All items must go into the book drops, even after we reopen. Many people have been asking about returning audiobooks and music CDs. Last year we purchased a new  media book drop just for audiobooks and CDs. It is located at the children's room entrance off the parking lot. Items are quarantined for 3 full days once they are removed from the book drops, so don't panic if an item or items don't come off your account right away. They will be checked in eventually. There are no fines while we are closed, so don't worry about fines either.

Computer access available
The library has computers and copiers and fax available during the hours of 9am-5pm Monday through Friday. These are the only services in the building available to the public. Access is through the front door. Please plan on wearing a mask and check in at the main desk. Only 10 patrons will be allowed in the building at a time, so we are ask that you limit your time in the building to no more than an hour.
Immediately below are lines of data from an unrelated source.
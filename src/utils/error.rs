/// A basic error type which is, essentially, a wrapper on String type.
#[derive(Clone, Debug, Eq, PartialEq)]
pub struct GenericError(String);

/// A type alias for result type with `GenericError`.
pub type GenericResult<T> = Result<T, GenericError>;

impl std::fmt::Display for GenericError {
    fn fmt(&self, f: &mut std::fmt::Formatter<'_>) -> std::fmt::Result {
        write!(f, "{}", self.0)
    }
}

impl std::error::Error for GenericError {}

impl From<String> for GenericError {
    fn from(msg: String) -> Self {
        Self(msg)
    }
}

impl<'a> From<&'a str> for GenericError {
    fn from(value: &'a str) -> Self {
        Self(value.to_string())
    }
}
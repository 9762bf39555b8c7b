use super::*;
use crate::helpers::models::*;
use proptest::prelude::*;

fn mixed_demand_input(capacity: Vec<i64>) -> Input {
    test_input(
        vec![
            test_job_with_amounts(1, 1, vec![1], vec![0]),
            test_job_with_amounts(2, 2, vec![0], vec![2]),
            test_job_with_amounts(3, 3, vec![2], vec![1]),
        ],
        vec![test_vehicle(1, capacity)],
        4,
    )
}

fn route_with(input: &Input, job_ranks: &[usize]) -> RawRoute {
    let mut route = RawRoute::new(input, 0);
    for (rank, &job_rank) in job_ranks.iter().enumerate() {
        route.add(input, job_rank, rank);
    }
    route
}

#[test]
fn can_track_loads_incrementally() {
    let input = mixed_demand_input(vec![10]);
    let route = route_with(&input, &[0, 1, 2]);

    // deliveries are on board from the start, pickups accumulate
    let loads: Vec<i64> = route.current_loads().iter().map(|load| load[0]).collect();
    assert_eq!(loads, vec![3, 4, 2, 3]);
}

#[test]
fn can_validate_single_addition() {
    let input = mixed_demand_input(vec![4]);
    let route = route_with(&input, &[0, 1, 2]);

    let pickup = Amount::new(vec![1]);
    let delivery = Amount::new(vec![1]);
    let zero = input.zero_amount();

    // an extra pickup at rank 1 raises the later peak of 4 above capacity
    assert!(!route.is_valid_addition_for_capacity(&input, &pickup, &zero, 1));
    // an extra delivery at rank 3 raises the earlier peak of 4 above capacity
    assert!(!route.is_valid_addition_for_capacity(&input, &zero, &delivery, 3));
    // a job without demand always fits
    assert!(route.is_valid_addition_for_capacity(&input, &zero, &zero, 1));
}

#[test]
fn can_validate_addition_into_empty_route() {
    let input = mixed_demand_input(vec![4]);
    let route = RawRoute::new(&input, 0);

    assert!(route.is_valid_addition_for_capacity(
        &input,
        &Amount::new(vec![4]),
        &input.zero_amount(),
        0
    ));
    assert!(!route.is_valid_addition_for_capacity(
        &input,
        &Amount::new(vec![5]),
        &input.zero_amount(),
        0
    ));
}

#[test]
fn margins_are_necessary_but_not_sufficient() {
    // one pickup job on board, capacity 2
    let input = test_input(
        vec![
            test_job_with_amounts(1, 1, vec![1], vec![0]),
            test_job_with_amounts(2, 2, vec![1], vec![0]),
            test_job_with_amounts(3, 3, vec![0], vec![1]),
        ],
        vec![test_vehicle(1, vec![2])],
        4,
    );
    let route = route_with(&input, &[0]);

    let pickup = Amount::new(vec![1]);
    let delivery = Amount::new(vec![1]);

    // the margin precheck accepts the totals
    assert!(route.is_valid_addition_for_capacity_margins(&input, &pickup, &delivery, 1, 1));

    // yet the exact walk rejects pickup-then-delivery and accepts the
    // reversed direction of the same sequence
    assert!(!route.is_valid_addition_for_capacity_inclusion(
        &input,
        &delivery,
        [1, 2].into_iter(),
        1,
        1
    ));
    assert!(route.is_valid_addition_for_capacity_inclusion(
        &input,
        &delivery,
        [2, 1].into_iter(),
        1,
        1
    ));
}

#[test]
fn can_replace_range() {
    let input = mixed_demand_input(vec![10]);
    let mut route = route_with(&input, &[0, 1]);

    route.replace(&input, &[2, 1], 1, 2);

    let rebuilt = route_with(&input, &[0, 2, 1]);
    assert_eq!(route.job_ranks(), rebuilt.job_ranks());
    assert_eq!(route.current_loads(), rebuilt.current_loads());
}

#[test]
fn update_amounts_is_noop_after_mutations() {
    let input = mixed_demand_input(vec![10]);
    let mut route = route_with(&input, &[2, 0]);
    route.remove(&input, 0, 1);

    let loads = route.current_loads().to_vec();
    route.update_amounts(&input);

    assert_eq!(route.current_loads(), &loads[..]);
}

#[test]
fn can_compute_cost() {
    let input = mixed_demand_input(vec![10]);

    assert_eq!(RawRoute::new(&input, 0).cost(&input), 0);
    assert_eq!(route_with(&input, &[0, 1, 2]).cost(&input), 6);

    let no_depots = test_input(
        vec![test_job(1, 1), test_job(2, 3)],
        vec![test_vehicle_with_depots(1, None, None, vec![10])],
        4,
    );
    assert_eq!(route_with(&no_depots, &[0, 1]).cost(&no_depots), 2);
}

proptest! {
    #[test]
    fn addition_followed_by_removal_restores_route(
        base in prop::sample::subsequence(vec![0usize, 1, 2], 0..=3),
        rank_seed in any::<prop::sample::Index>(),
    ) {
        let input = mixed_demand_input(vec![100]);
        let mut route = route_with(&input, &base);

        let job_ranks = route.job_ranks().to_vec();
        let loads = route.current_loads().to_vec();

        let rank = rank_seed.index(base.len() + 1);
        route.add(&input, 2, rank);
        route.remove(&input, rank, 1);

        prop_assert_eq!(route.job_ranks(), &job_ranks[..]);
        prop_assert_eq!(route.current_loads(), &loads[..]);
    }
}
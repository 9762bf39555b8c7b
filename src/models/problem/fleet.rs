use crate::models::common::{Amount, Location, TimeWindow};
use crate::models::problem::Skills;

/// Represents a vehicle with an optional start and end depot, a capacity and
/// a working time window.
#[derive(Clone, Debug)]
pub struct Vehicle {
    /// A vehicle id.
    pub id: u64,

    /// An optional start location. When absent the route begins at its first
    /// job without any approach cost.
    pub start: Option<Location>,

    /// An optional end location. When absent the route ends at its last job
    /// without any return cost.
    pub end: Option<Location>,

    /// Maximum load the vehicle can carry at any time.
    pub capacity: Amount,

    /// Working time window which has to enclose the whole route.
    pub tw: TimeWindow,

    /// Skills provided by the vehicle.
    pub skills: Skills,
}

impl Vehicle {
    /// Creates a new instance of `Vehicle` without skills.
    pub fn new(
        id: u64,
        start: Option<Location>,
        end: Option<Location>,
        capacity: Amount,
        tw: TimeWindow,
    ) -> Self {
        Self { id, start, end, capacity, tw, skills: Skills::default() }
    }
}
If you plan to use the copier or fax, plan on bringing your own dollar bills or change (not pennies) because we don't have the ability to make change at this time. The cost for printing is .15/page for black and white copies, and .50/page for color copies. Faxing is $1 per page. Again, this is the only access to the building for the public at this time.


Curbside Pickup: Tips and Tricks

To take advantage of borrowing items during our closure we started Curbside pickups in mid-May. There are 6 pickup times to choose from weekly. The best practice is to place items on hold in our catalog and wait for the notice that they are ready to be picked up before scheduling a pickup time. That way you won't signup for a pickup and not actually have anything here ready for pickup. Also, if you have multiple items on hold, you only need to sign up for one pickup slot. 

All of your items will be ready for you during your scheduled pickup time. We aren't able to offer a confirmation email for pickup times, so just have faith. If you arrive during your scheduled pickup time and don't see your items on the table, please give us a call at 603-516-6050 so we can help you. The system sometimes has cracks and you may have fallen into one, so give us a call and we'll do the best we can to help you. 

If you miss your scheduled pickup time, your items will be brought inside and placed out on the table for the next two pickup times. After the third missed pickup, those items will be checked in and made available for others use. 

Please remember to keep social distance at the pickup table and respect others by wearing a mask. We appreciate your flexibility and patience during these difficult times for us all!


School Card Holders
Students and staff at the Dover schools need to have a Dover Public Library card and use that card number to place holds. Holds placed on school accounts aren't seen by the Public Library. If you don't have a DPL card you can apply for one online on the website. http://www.dover.nh.gov/government/city-operations/library/how-do-i/sign-up-for-a-library-card.html

Virtual Programming Continues

Book groups are meeting online. To receive the link, you must register for the event on our event calendar
Morning Book Group
The morning book group will meet on Thursday June 4 at 10 AM via Zoom to discuss the book "The Five: The Untold Lives of the Women Killed by Jack the Ripper" by Hallie Rubenhold. The library's copy is available at this moment in time, but the next available curbside pickup at the library is Wednesday. The book is available to borrow with your library card from one of our digital services, Hoopla.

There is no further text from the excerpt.